To dry the film I put a stick up on a crate high up a shelf and clip the film with clothes pegs to keep it straight. I put one clip on the top as shown in the image and one at the bottom to keep the film straight while it is drying.

The film takes a few hours to dry, then it can be scanned.

Scanning

As with lab developed film I scan my films using a Kodak Mini Scanner. It’s good enough for Instagram and this website and smaller prints will probably work fine as well. For bigger scans I’d get my negatives scanned at a lab or photo store again.

After scanning I upload the photos to my Nextcloud, from where I download them to my phone for retouching with Snapseed if necessary.

Storing negatives

After scanning I cut my negatives and put them into plastic sheets which I store in a folder. I’ve no label or organisation system yet, so it’s just one big folder with all my negatives.

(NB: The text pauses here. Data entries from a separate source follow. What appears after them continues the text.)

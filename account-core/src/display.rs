//! Presentation helpers
//!
//! Pure formatting used by the demo binary. Nothing in the account core calls
//! these; values keep full precision until they reach this module.

use crate::types::{AccountId, TransactionRecord};
use chrono::{DateTime, TimeZone};
use rust_decimal::Decimal;
use std::fmt::Display;

/// Timestamp layout for history lines
pub const TIMESTAMP_FORMAT: &str = "%Y-%m-%d %H:%M:%S";

/// Two-decimal money string, rounding half to even (`1250.5` -> `1250.50`)
pub fn format_money(amount: Decimal) -> String {
    let mut rounded = amount.round_dp(2);
    rounded.rescale(2);
    rounded.to_string()
}

/// `yyyy-MM-dd HH:mm:ss` in the timestamp's own zone
pub fn format_timestamp<Tz>(timestamp: &DateTime<Tz>) -> String
where
    Tz: TimeZone,
    Tz::Offset: Display,
{
    timestamp.format(TIMESTAMP_FORMAT).to_string()
}

/// One statement line for a record, timestamp rendered in `tz`
pub fn format_record_in<Tz>(record: &TransactionRecord, tz: &Tz) -> String
where
    Tz: TimeZone,
    Tz::Offset: Display,
{
    format!(
        "[{}] {:<10}: ${:<10} | New Balance: ${}",
        format_timestamp(&record.timestamp.with_timezone(tz)),
        record.kind.as_str(),
        format_money(record.amount),
        format_money(record.resulting_balance),
    )
}

/// One statement line for a record, timestamp in UTC
pub fn format_record(record: &TransactionRecord) -> String {
    format_record_in(record, &chrono::Utc)
}

/// Full statement block for an account
pub fn format_history<Tz>(id: &AccountId, records: &[TransactionRecord], tz: &Tz) -> String
where
    Tz: TimeZone,
    Tz::Offset: Display,
{
    let mut out = format!("--- TRANSACTION HISTORY for Account {} ---\n", id);

    if records.is_empty() {
        out.push_str("No transactions recorded yet.\n");
        return out;
    }

    for record in records {
        out.push_str(&format_record_in(record, tz));
        out.push('\n');
    }
    out.push_str("--- END OF HISTORY ---\n");
    out
}

/// Pretty-printed JSON array of records, amounts as exact decimal strings
pub fn history_json(records: &[TransactionRecord]) -> serde_json::Result<String> {
    serde_json::to_string_pretty(records)
}

#[cfg(test)]
mod tests {
    use super::*;
    use crate::types::TransactionKind;
    use chrono::Utc;
    use rust_decimal_macros::dec;
    use uuid::Uuid;

    fn record() -> TransactionRecord {
        TransactionRecord {
            transaction_id: Uuid::now_v7(),
            sequence: 2,
            kind: TransactionKind::Deposit,
            amount: dec!(250.5),
            resulting_balance: dec!(1250.5),
            timestamp: Utc.with_ymd_and_hms(2024, 3, 9, 14, 5, 7).unwrap(),
            label: "Standard Deposit".to_string(),
        }
    }

    #[test]
    fn test_format_money() {
        assert_eq!(format_money(dec!(1000)), "1000.00");
        assert_eq!(format_money(dec!(1250.5)), "1250.50");
        assert_eq!(format_money(dec!(0.125)), "0.12");
        assert_eq!(format_money(dec!(0.135)), "0.14");
        assert_eq!(format_money(Decimal::ZERO), "0.00");
    }

    #[test]
    fn test_format_timestamp() {
        let ts = Utc.with_ymd_and_hms(2024, 3, 9, 14, 5, 7).unwrap();
        assert_eq!(format_timestamp(&ts), "2024-03-09 14:05:07");
    }

    #[test]
    fn test_format_record() {
        assert_eq!(
            format_record(&record()),
            "[2024-03-09 14:05:07] DEPOSIT   : $250.50     | New Balance: $1250.50"
        );
    }

    #[test]
    fn test_format_history() {
        let id = AccountId::new("S-1");

        let empty = format_history(&id, &[], &Utc);
        assert_eq!(
            empty,
            "--- TRANSACTION HISTORY for Account S-1 ---\nNo transactions recorded yet.\n"
        );

        let full = format_history(&id, &[record()], &Utc);
        let lines: Vec<_> = full.lines().collect();
        assert_eq!(lines.len(), 3);
        assert!(lines[1].starts_with("[2024-03-09 14:05:07] DEPOSIT"));
        assert_eq!(lines[2], "--- END OF HISTORY ---");
    }

    #[test]
    fn test_history_json() {
        assert_eq!(history_json(&[]).unwrap(), "[]");

        let json = history_json(&[record()]).unwrap();
        let value: serde_json::Value = serde_json::from_str(&json).unwrap();
        assert_eq!(value[0]["sequence"], 2);
        assert_eq!(value[0]["kind"], "DEPOSIT");
        assert_eq!(value[0]["amount"], "250.5");
        assert_eq!(value[0]["resulting_balance"], "1250.5");
        assert_eq!(value[0]["label"], "Standard Deposit");
        assert!(json.contains('\n'));
    }
}
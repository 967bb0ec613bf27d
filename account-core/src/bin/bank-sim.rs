//! Bank account simulation binary
//!
//! Opens one account, runs a fixed script of operations against it and
//! prints each outcome followed by the transaction history.

use account_core::{
    display::{format_history, format_money, history_json},
    spawn_account_actor_with_metrics, Account, AccountHandle, AccountId, Config, Error, Metrics,
    TransactionRecord,
};
use chrono::Local;
use rust_decimal::Decimal;
use rust_decimal_macros::dec;
use tracing_subscriber::EnvFilter;

/// The account the script talks to
enum Driver {
    /// Lock-guarded account
    Shared(Account),
    /// Single-writer actor
    Actor(AccountHandle),
}

impl Driver {
    fn id(&self) -> &AccountId {
        match self {
            Driver::Shared(account) => account.id(),
            Driver::Actor(handle) => handle.id(),
        }
    }

    async fn deposit(&self, amount: Decimal) -> account_core::Result<TransactionRecord> {
        match self {
            Driver::Shared(account) => account.deposit(amount),
            Driver::Actor(handle) => handle.deposit(amount).await,
        }
    }

    async fn withdraw(&self, amount: Decimal) -> account_core::Result<TransactionRecord> {
        match self {
            Driver::Shared(account) => account.withdraw(amount),
            Driver::Actor(handle) => handle.withdraw(amount).await,
        }
    }

    async fn balance(&self) -> account_core::Result<Decimal> {
        match self {
            Driver::Shared(account) => Ok(account.balance()),
            Driver::Actor(handle) => handle.balance().await,
        }
    }

    async fn history(&self) -> account_core::Result<Vec<TransactionRecord>> {
        match self {
            Driver::Shared(account) => Ok(account.history()),
            Driver::Actor(handle) => handle.history().await,
        }
    }

    /// Final consistency check for the shared account, mailbox shutdown for the actor
    async fn finish(self) -> account_core::Result<()> {
        match self {
            Driver::Shared(account) => account.verify(),
            Driver::Actor(handle) => handle.shutdown().await,
        }
    }
}

fn init_tracing(config: &Config) {
    let filter = EnvFilter::try_from_default_env()
        .unwrap_or_else(|_| EnvFilter::new(&config.logging.filter));

    let builder = tracing_subscriber::fmt()
        .with_env_filter(filter)
        .with_writer(std::io::stderr);

    if config.logging.json {
        builder.json().init();
    } else {
        builder.init();
    }
}

async fn print_balance(driver: &Driver) -> account_core::Result<()> {
    println!("Current Balance: ${}", format_money(driver.balance().await?));
    Ok(())
}

async fn run_deposit(driver: &Driver, amount: Decimal) -> account_core::Result<()> {
    match driver.deposit(amount).await {
        Ok(record) => println!(
            "💰 Successfully deposited ${}. Current Balance: ${}",
            format_money(record.amount),
            format_money(record.resulting_balance)
        ),
        Err(Error::InvalidAmount { .. }) => {
            eprintln!("❌ Deposit failed: Amount must be positive.")
        }
        Err(e) => return Err(e),
    }
    Ok(())
}

async fn run_withdraw(driver: &Driver, amount: Decimal) -> account_core::Result<()> {
    match driver.withdraw(amount).await {
        Ok(record) => println!(
            "💸 Successfully withdrew ${}. Current Balance: ${}",
            format_money(record.amount),
            format_money(record.resulting_balance)
        ),
        Err(Error::InvalidAmount { .. }) => {
            eprintln!("❌ Withdrawal failed: Amount must be positive.")
        }
        Err(Error::InsufficientFunds {
            requested,
            available,
        }) => eprintln!(
            "🛑 Withdrawal failed: Insufficient funds. Requested: ${}, Available: ${}",
            format_money(requested),
            format_money(available)
        ),
        Err(e) => return Err(e),
    }
    Ok(())
}

#[tokio::main]
async fn main() -> anyhow::Result<()> {
    let config = Config::load()?;
    init_tracing(&config);

    tracing::info!(service = %config.service_name, actor = config.actor.enabled, "Starting");

    println!("--- Starting Bank Account Simulation ---");

    let metrics = if config.metrics.enabled {
        Some(Metrics::new()?)
    } else {
        None
    };

    let driver = if config.actor.enabled {
        Driver::Actor(spawn_account_actor_with_metrics(
            config.account.id.as_str(),
            config.account.initial_deposit,
            config.actor.mailbox_capacity,
            metrics.clone(),
        ))
    } else {
        let account = Account::open(config.account.id.as_str(), config.account.initial_deposit);
        match &metrics {
            Some(metrics) => Driver::Shared(account.with_metrics(metrics.clone())),
            None => Driver::Shared(account),
        }
    };

    if config.account.initial_deposit <= Decimal::ZERO {
        eprintln!("❌ Deposit failed: Amount must be positive.");
    }
    println!(
        "✅ New account created: {} with initial balance: ${}",
        driver.id(),
        format_money(driver.balance().await?)
    );

    // 1. Check balance
    println!("\n--- ACTION: Check Balance (Initial) ---");
    print_balance(&driver).await?;

    // 2. Deposit
    let deposit_amount = dec!(250.50);
    println!("\n--- ACTION: Deposit ${} ---", format_money(deposit_amount));
    run_deposit(&driver, deposit_amount).await?;

    println!("\n--- CHECK: Balance after Deposit ---");
    print_balance(&driver).await?;

    // 3. Withdraw
    let withdrawal_amount = dec!(125.00);
    println!("\n--- ACTION: Withdraw ${} ---", format_money(withdrawal_amount));
    run_withdraw(&driver, withdrawal_amount).await?;

    println!("\n--- CHECK: Balance after Withdrawal ---");
    print_balance(&driver).await?;

    // 4. Overdraft attempt
    let overdraft_amount = dec!(5000.00);
    println!("\n--- ACTION: Withdraw ${} (exceeds balance) ---", format_money(overdraft_amount));
    run_withdraw(&driver, overdraft_amount).await?;

    println!("\n--- CHECK: Balance after rejected Withdrawal ---");
    print_balance(&driver).await?;

    // Transaction history
    let history = driver.history().await?;
    println!();
    print!("{}", format_history(driver.id(), &history, &Local));

    if config.output.json {
        println!("\n--- HISTORY (JSON) ---");
        println!("{}", history_json(&history)?);
    }

    if let Some(metrics) = &metrics {
        println!("\n--- METRICS ---");
        print!("{}", metrics.render()?);
    }

    driver.finish().await?;

    println!("\n--- Simulation Complete ---");
    Ok(())
}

If you made it all the way down here, let me know what you think in the comments below or on Instagram, and show me your first DIY developed photos if to develop some!

Below you can find a few photos I’ve developed using Caffenol.

Agfa APX 100 shot at ISO 200, developed for 13 minutes in Caffenol C-H. Camera: Konica C35 EF3
Agfa APX 100 shot at ISO 200, developed for 13 minutes in Caffenol C-H. Camera: Konica C35 EF3
Fomapan 400 developed for 15 minutes in Caffenol C-H. Camera: Konica C35 EF3
Agfa APX 400 developed in Caffenol for 14 minutes. Camera: Konica Big Mini
Fomapan 400 developed for 15 minutes in Caffenol C-H. Camera: Konica C35 EF3
Fomapan 400 developed for 15 minutes in Caffenol C-H. Camera: Konica C35 EF3
First time developing. Camera: Konica C35 EF3
First try developing without a developing tank. The big marks are a result of the Caffenol not reaching all parts of the film euqaly. Camera: Konica C35 EF3 Check my Zine “Caffenol #1” to see more.
Agfa APX 100 developed for 13 minutes. Camera: Konica Big Mini
Agfa APX 100 developed for 13 minutes. Camera: Konica Big Mini
Agfa APX 100 developed for 13 minutes. Camera: Konica Big Mini

I absolutely love the Agfa APX 100 shot at 200 (pushed one stop). I’ll definitely push this film again.

All of these images are unedited and out of scanner.

You can check my Lomography page for more images.

Notes

Some notes about this post and developing with Caffenol

  • Development will only work for black and white films, films requiring C-41 or E-6 processing will not work or come out sepia. Experiment if you want!
  • Ilford XP2 Super cannot be developed in Caffenol since it’s a C-41 black and white film
  • This post contains links to fotoimpex.de for equipment. These are not sponsored, I’m linking to them because I believe they’re a good store and I’m a happy customer.
  • All mentions of brands in general are only for the purpose of replicating the results as close as possible, and are not endorsements unless explicitly noted!